### [DATA PROVIDED]

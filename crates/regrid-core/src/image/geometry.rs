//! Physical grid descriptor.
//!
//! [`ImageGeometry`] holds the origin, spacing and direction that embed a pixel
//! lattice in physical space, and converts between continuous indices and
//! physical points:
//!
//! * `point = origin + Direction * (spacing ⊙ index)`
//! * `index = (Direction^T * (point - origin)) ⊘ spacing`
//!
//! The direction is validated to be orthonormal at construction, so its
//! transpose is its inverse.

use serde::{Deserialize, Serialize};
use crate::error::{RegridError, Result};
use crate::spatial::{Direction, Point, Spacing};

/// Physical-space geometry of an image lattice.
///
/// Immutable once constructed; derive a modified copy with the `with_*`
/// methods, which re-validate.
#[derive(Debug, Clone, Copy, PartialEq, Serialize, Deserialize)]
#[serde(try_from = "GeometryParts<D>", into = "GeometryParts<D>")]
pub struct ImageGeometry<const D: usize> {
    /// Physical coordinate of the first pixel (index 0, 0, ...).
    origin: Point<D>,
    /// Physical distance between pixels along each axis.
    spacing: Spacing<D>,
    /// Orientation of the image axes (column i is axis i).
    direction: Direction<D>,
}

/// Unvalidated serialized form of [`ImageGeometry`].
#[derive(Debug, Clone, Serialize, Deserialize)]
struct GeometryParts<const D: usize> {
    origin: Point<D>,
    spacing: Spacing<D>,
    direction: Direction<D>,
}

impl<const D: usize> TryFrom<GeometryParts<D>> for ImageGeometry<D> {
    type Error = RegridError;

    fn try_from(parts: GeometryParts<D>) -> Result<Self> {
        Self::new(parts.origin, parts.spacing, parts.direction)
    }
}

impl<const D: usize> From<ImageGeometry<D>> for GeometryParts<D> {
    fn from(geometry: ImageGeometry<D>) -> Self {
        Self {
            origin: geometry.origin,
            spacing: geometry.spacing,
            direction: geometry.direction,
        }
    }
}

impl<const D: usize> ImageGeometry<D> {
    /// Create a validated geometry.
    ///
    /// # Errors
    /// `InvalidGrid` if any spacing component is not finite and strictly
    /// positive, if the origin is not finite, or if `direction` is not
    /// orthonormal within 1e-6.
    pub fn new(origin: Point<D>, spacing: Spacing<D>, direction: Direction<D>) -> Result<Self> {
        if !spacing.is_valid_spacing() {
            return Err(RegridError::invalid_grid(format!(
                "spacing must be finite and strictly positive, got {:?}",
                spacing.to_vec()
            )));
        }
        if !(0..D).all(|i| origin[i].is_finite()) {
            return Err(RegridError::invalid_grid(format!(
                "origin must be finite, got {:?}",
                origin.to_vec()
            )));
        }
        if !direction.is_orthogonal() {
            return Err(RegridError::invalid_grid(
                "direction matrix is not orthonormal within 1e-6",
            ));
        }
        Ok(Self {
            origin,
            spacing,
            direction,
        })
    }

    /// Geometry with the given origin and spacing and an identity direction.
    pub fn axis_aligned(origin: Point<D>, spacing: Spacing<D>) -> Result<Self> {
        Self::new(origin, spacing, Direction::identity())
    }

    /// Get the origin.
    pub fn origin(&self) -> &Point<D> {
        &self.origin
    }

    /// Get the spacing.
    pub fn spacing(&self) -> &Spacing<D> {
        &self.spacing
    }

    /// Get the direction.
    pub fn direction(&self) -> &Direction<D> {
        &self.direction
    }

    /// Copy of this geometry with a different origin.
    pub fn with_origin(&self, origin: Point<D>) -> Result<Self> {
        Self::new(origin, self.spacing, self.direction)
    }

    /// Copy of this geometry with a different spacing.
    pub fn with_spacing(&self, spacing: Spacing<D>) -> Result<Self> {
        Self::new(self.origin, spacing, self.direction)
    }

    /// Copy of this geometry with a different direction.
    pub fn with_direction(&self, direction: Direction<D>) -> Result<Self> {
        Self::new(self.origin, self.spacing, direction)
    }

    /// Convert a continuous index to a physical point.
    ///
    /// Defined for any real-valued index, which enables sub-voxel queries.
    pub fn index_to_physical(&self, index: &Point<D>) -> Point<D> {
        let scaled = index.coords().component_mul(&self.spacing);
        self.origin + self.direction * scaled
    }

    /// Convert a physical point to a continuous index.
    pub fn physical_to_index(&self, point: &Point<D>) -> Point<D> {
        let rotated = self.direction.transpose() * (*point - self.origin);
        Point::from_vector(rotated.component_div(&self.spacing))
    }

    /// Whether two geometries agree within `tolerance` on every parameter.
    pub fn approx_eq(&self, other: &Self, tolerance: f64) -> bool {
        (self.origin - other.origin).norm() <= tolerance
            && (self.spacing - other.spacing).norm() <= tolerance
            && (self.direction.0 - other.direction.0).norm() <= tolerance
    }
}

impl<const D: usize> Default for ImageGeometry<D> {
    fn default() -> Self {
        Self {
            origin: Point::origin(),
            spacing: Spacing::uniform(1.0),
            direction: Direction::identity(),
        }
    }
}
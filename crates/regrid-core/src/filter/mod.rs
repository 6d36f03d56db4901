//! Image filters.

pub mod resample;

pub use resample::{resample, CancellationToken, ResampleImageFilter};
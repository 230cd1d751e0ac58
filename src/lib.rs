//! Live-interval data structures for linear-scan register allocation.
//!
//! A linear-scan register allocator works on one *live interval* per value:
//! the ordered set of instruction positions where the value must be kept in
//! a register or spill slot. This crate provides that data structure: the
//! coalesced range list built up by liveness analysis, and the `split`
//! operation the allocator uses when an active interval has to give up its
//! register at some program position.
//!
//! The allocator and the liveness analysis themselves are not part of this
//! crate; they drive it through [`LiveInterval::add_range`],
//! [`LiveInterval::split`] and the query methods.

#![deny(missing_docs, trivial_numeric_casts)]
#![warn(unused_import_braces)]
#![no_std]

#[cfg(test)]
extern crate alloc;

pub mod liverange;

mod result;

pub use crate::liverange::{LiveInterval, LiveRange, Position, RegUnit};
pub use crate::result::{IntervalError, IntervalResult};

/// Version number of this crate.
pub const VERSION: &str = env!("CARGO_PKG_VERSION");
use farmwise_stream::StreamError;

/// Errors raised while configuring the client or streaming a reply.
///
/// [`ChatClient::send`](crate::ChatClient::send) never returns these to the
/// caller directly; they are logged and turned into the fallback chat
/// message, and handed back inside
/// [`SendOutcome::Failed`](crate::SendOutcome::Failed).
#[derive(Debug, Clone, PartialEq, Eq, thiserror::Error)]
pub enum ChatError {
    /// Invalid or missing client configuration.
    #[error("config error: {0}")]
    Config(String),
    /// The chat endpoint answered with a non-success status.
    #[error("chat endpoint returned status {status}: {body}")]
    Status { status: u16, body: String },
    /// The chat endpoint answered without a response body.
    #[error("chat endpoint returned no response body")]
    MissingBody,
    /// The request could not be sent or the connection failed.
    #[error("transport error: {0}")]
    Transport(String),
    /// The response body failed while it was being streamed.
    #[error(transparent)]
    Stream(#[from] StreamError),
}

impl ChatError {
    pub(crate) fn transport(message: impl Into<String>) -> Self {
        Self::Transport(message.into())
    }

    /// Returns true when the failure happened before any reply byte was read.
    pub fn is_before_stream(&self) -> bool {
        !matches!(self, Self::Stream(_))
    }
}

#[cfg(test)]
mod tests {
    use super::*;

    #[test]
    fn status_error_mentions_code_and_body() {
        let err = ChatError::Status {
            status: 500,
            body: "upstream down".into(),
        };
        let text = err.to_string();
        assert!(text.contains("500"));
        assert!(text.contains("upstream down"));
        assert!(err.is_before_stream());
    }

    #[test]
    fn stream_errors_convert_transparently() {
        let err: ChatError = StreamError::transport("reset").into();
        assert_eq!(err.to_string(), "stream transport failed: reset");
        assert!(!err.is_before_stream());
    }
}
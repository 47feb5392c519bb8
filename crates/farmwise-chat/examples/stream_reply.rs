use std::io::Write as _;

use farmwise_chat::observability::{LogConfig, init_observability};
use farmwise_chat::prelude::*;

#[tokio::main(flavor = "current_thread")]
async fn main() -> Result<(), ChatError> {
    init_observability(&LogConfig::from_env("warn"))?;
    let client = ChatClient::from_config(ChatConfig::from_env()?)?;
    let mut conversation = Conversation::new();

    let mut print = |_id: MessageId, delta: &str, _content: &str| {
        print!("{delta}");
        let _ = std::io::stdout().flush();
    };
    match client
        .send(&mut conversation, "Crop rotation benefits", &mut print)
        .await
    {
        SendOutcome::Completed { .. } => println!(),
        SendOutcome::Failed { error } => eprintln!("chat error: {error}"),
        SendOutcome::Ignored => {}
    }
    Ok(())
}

### [GOAL OF THE EXERCISE]
Please return, exactly as written, the line containing "let client = ChatClient::from_config(ChatConfig::from_env()?)?;" and every line after it through the end of the records above, and nothing else.

### [RESPONSE BELOW]
    let client = ChatClient::from_config(ChatConfig::from_env()?)?;
    let mut conversation = Conversation::new();

    let mut print = |_id: MessageId, delta: &str, _content: &str| {
        print!("{delta}");
        let _ = std::io::stdout().flush();
    };
    match client
        .send(&mut conversation, "Crop rotation benefits", &mut print)
        .await
    {
        SendOutcome::Completed { .. } => println!(),
        SendOutcome::Failed { error } => eprintln!("chat error: {error}"),
        SendOutcome::Ignored => {}
    }
    Ok(())
}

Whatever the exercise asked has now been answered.